Housing starts record strong August
The pace of housing starts increased again in August.
In its latest monthly report on the annual pace of starts, Canada Mortgage and Housing Corporation revealed the national trend in starts was 213,144 units in August. That is up from 204,597 units a month previous.
The trend is a six-month moving average of the monthly seasonally adjusted annual rates (SAAR) of housing starts.
“The national trend in housing starts increased for a third consecutive month in August,” said Bob Dugan, CMHC's chief economist. “Higher multi-family starts in Ontario, including Toronto, drove the national increase.”
Demand for housing was strongest in Ontario which recorded a 37-percent increase in housing starts. Starts in July were just over 82,000; starts in August topped 113,000.
“To say this is a solid level of building activity considering the pandemic would be a massive understatement,” said Robert Kavcic, senior economist with BMO Economics. “As would saying that some high-profile forecasters got this one wrong. At any rate, that leaves the three-month average for starts at just over 240,000, the strongest pace since 2007.”
Demand for starts was greatest in the multi-family sector, which recorded an increase of 49 percent—to just over 92,000 for the month. Single-family starts rose by just 1 percent in the month.

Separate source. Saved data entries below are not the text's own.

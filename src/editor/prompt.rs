//! User-facing prompts and notifications

use std::collections::VecDeque;
use std::fmt;

/// Severity of a notification
#[derive(Debug, Clone, Copy, PartialEq, Eq)]
pub enum NoticeKind {
    Info,
    Error,
}

/// A message shown to the user
#[derive(Debug, Clone, PartialEq, Eq)]
pub struct Notice {
    pub kind: NoticeKind,
    pub message: String,
}

impl Notice {
    pub fn info(message: impl Into<String>) -> Self {
        Self {
            kind: NoticeKind::Info,
            message: message.into(),
        }
    }

    pub fn error(message: impl Into<String>) -> Self {
        Self {
            kind: NoticeKind::Error,
            message: message.into(),
        }
    }
}

impl fmt::Display for Notice {
    fn fmt(&self, f: &mut fmt::Formatter<'_>) -> fmt::Result {
        match self.kind {
            NoticeKind::Info => write!(f, "{}", self.message),
            NoticeKind::Error => write!(f, "error: {}", self.message),
        }
    }
}

/// Confirmation dialogs and alerts provided by the host
pub trait Prompter {
    /// Ask a yes/no question; `true` means go ahead
    fn confirm(&mut self, question: &str) -> bool;

    /// Show a notification
    fn notify(&mut self, notice: Notice);
}

/// Prompter with pre-recorded answers that keeps every notice it receives.
///
/// Questions beyond the recorded answers get the default answer.
#[derive(Debug, Clone, Default)]
pub struct ScriptedPrompter {
    answers: VecDeque<bool>,
    default_answer: bool,
    pub questions: Vec<String>,
    pub notices: Vec<Notice>,
}

impl ScriptedPrompter {
    /// Answers every question with `answer`
    pub fn always(answer: bool) -> Self {
        Self {
            default_answer: answer,
            ..Self::default()
        }
    }

    /// Queue an answer for the next question
    pub fn then_answer(mut self, answer: bool) -> Self {
        self.answers.push_back(answer);
        self
    }

    /// Messages of the error notices received so far
    pub fn errors(&self) -> Vec<&str> {
        self.notices
            .iter()
            .filter(|n| n.kind == NoticeKind::Error)
            .map(|n| n.message.as_str())
            .collect()
    }
}

impl Prompter for ScriptedPrompter {
    fn confirm(&mut self, question: &str) -> bool {
        self.questions.push(question.to_string());
        self.answers.pop_front().unwrap_or(self.default_answer)
    }

    fn notify(&mut self, notice: Notice) {
        self.notices.push(notice);
    }
}

impl<P: Prompter + ?Sized> Prompter for &mut P {
    fn confirm(&mut self, question: &str) -> bool {
        (**self).confirm(question)
    }

    fn notify(&mut self, notice: Notice) {
        (**self).notify(notice)
    }
}

#[cfg(test)]
mod tests {
    use super::*;

    #[test]
    fn test_scripted_answers_then_default() {
        let mut prompter = ScriptedPrompter::always(true).then_answer(false);
        assert!(!prompter.confirm("first?"));
        assert!(prompter.confirm("second?"));
        assert_eq!(prompter.questions, vec!["first?", "second?"]);
    }

    #[test]
    fn test_notice_display() {
        assert_eq!(Notice::info("saved").to_string(), "saved");
        assert_eq!(Notice::error("boom").to_string(), "error: boom");
    }
}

Key Ontario metropolitan areas performed well in August. Starts in Ottawa rose by 134 percent, Toronto starts increased by 28 percent, Windsor starts rose by 94 percent, while starts in Kitchener-Cambridge-Waterloo increased by 16 percent.
Starts in Hamilton dropped by 50 percent, while starts in St. Catharines-Niagara dropped by 23 percent.
Helping to propel most of the increases in Ontario markets was far stronger demand for multi-family units than for single-family homes. That may be a concern, Kavacic suggests.
“Residential construction activity, typically highly cyclical, has held up remarkably well through the pandemic, and another very strong showing in August suggests that builders have fully made up any lost time during the spring,” he said. “Where we go from here is another question. Starts could ride the back of a very hot resale market (in some locations) in the near term, but could run into softer population flows and less income support over time.
Dugan added that CHMC expects national starts to trend lower by the end of 2020 as a result of the negative impact of COVID-19 on economic and housing indicators.